First stereoselective total synthesis and stereochemical revision of Vittarilide-B using a carbohydrate-based strategy

Abstract

The first stereoselective total synthesis of Vittarilide-B and its revised structure have been successfully accomplished. The synthesis began with D-glucal as the starting material, which was transformed into the reported structure of Vittarilide-B. Although the ¹H NMR, ¹³C NMR, and NOE data for the synthesized compound corresponded to the naturally isolated structure, the optical rotation was inconsistent. This discrepancy necessitated the synthesis of the enantiomer using l-rhamnose as the starting material, which yielded an optical rotation consistent with that of the isolated compound. The synthesis involved the preparation of 5-deoxy-D-arabinono-1,4-lactone via RuO₄-catalyzed oxidative cleavage of 6-deoxyglucal diacetate derived from D-glucal, followed by alkaline hydrolysis.
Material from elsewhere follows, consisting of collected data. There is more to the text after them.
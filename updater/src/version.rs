//! Opaque version identifiers and the update decision.
//!
//! Versions are compared as exact strings. There is no semantic ordering:
//! any difference between the local and the published version, including a
//! local build that is newer than the release, means "update available".

use std::fmt;

/// An exact-match textual version identifier such as `1.60.0`.
///
/// # Examples
///
/// ```
/// use atom_updater::version::VersionString;
///
/// let version = VersionString::from("1.60.0");
/// assert_eq!(version.as_str(), "1.60.0");
/// ```
#[derive(Debug, Clone, PartialEq, Eq, Hash)]
pub struct VersionString(String);

impl VersionString {
    /// Returns the version as a string slice.
    #[must_use]
    pub fn as_str(&self) -> &str {
        &self.0
    }
}

impl From<&str> for VersionString {
    fn from(value: &str) -> Self {
        Self(value.to_owned())
    }
}

impl From<String> for VersionString {
    fn from(value: String) -> Self {
        Self(value)
    }
}

impl AsRef<str> for VersionString {
    fn as_ref(&self) -> &str {
        &self.0
    }
}

impl fmt::Display for VersionString {
    fn fmt(&self, f: &mut fmt::Formatter<'_>) -> fmt::Result {
        f.write_str(&self.0)
    }
}

/// Returns `true` when the local version is exactly the latest version.
///
/// # Examples
///
/// ```
/// use atom_updater::version::{VersionString, is_up_to_date};
///
/// let local = VersionString::from("1.60.0");
/// assert!(is_up_to_date(&local, &VersionString::from("1.60.0")));
/// // A lexically greater local version still counts as out of date.
/// assert!(!is_up_to_date(&VersionString::from("1.61.0"), &local));
/// ```
#[must_use]
pub fn is_up_to_date(local: &VersionString, latest: &VersionString) -> bool {
    local == latest
}

#[cfg(test)]
mod tests {
    use super::*;
    use rstest::rstest;

    #[rstest]
    #[case("1.60.0")]
    #[case("")]
    #[case("1.60.0-beta1")]
    fn identical_versions_are_up_to_date(#[case] version: &str) {
        let v = VersionString::from(version);
        assert!(is_up_to_date(&v, &v.clone()));
    }

    #[rstest]
    #[case::older_local("1.59.0", "1.60.0")]
    #[case::newer_local("1.61.0", "1.60.0")]
    #[case::whitespace("1.60.0 ", "1.60.0")]
    #[case::prefixed("v1.60.0", "1.60.0")]
    fn any_difference_means_update_available(#[case] local: &str, #[case] latest: &str) {
        assert!(!is_up_to_date(
            &VersionString::from(local),
            &VersionString::from(latest)
        ));
    }
}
The lactone was then protected with TBS, esterified with TBS-protected caffeic acid, and deprotected to afford Vittarilide-B. This synthesis not only confirmed the structure of Vittarilide-B but also resulted in the stereochemistry revision of the natural product. The revised structure was synthesized using a product whose spectral data precisely matched the reported data of Vittarilide-B, representing a noteworthy contribution to the Vittarilide family of compounds. This concise synthetic approach provides access to Vittarilide-B its stereoisomer, enabling further investigation of their biological activities.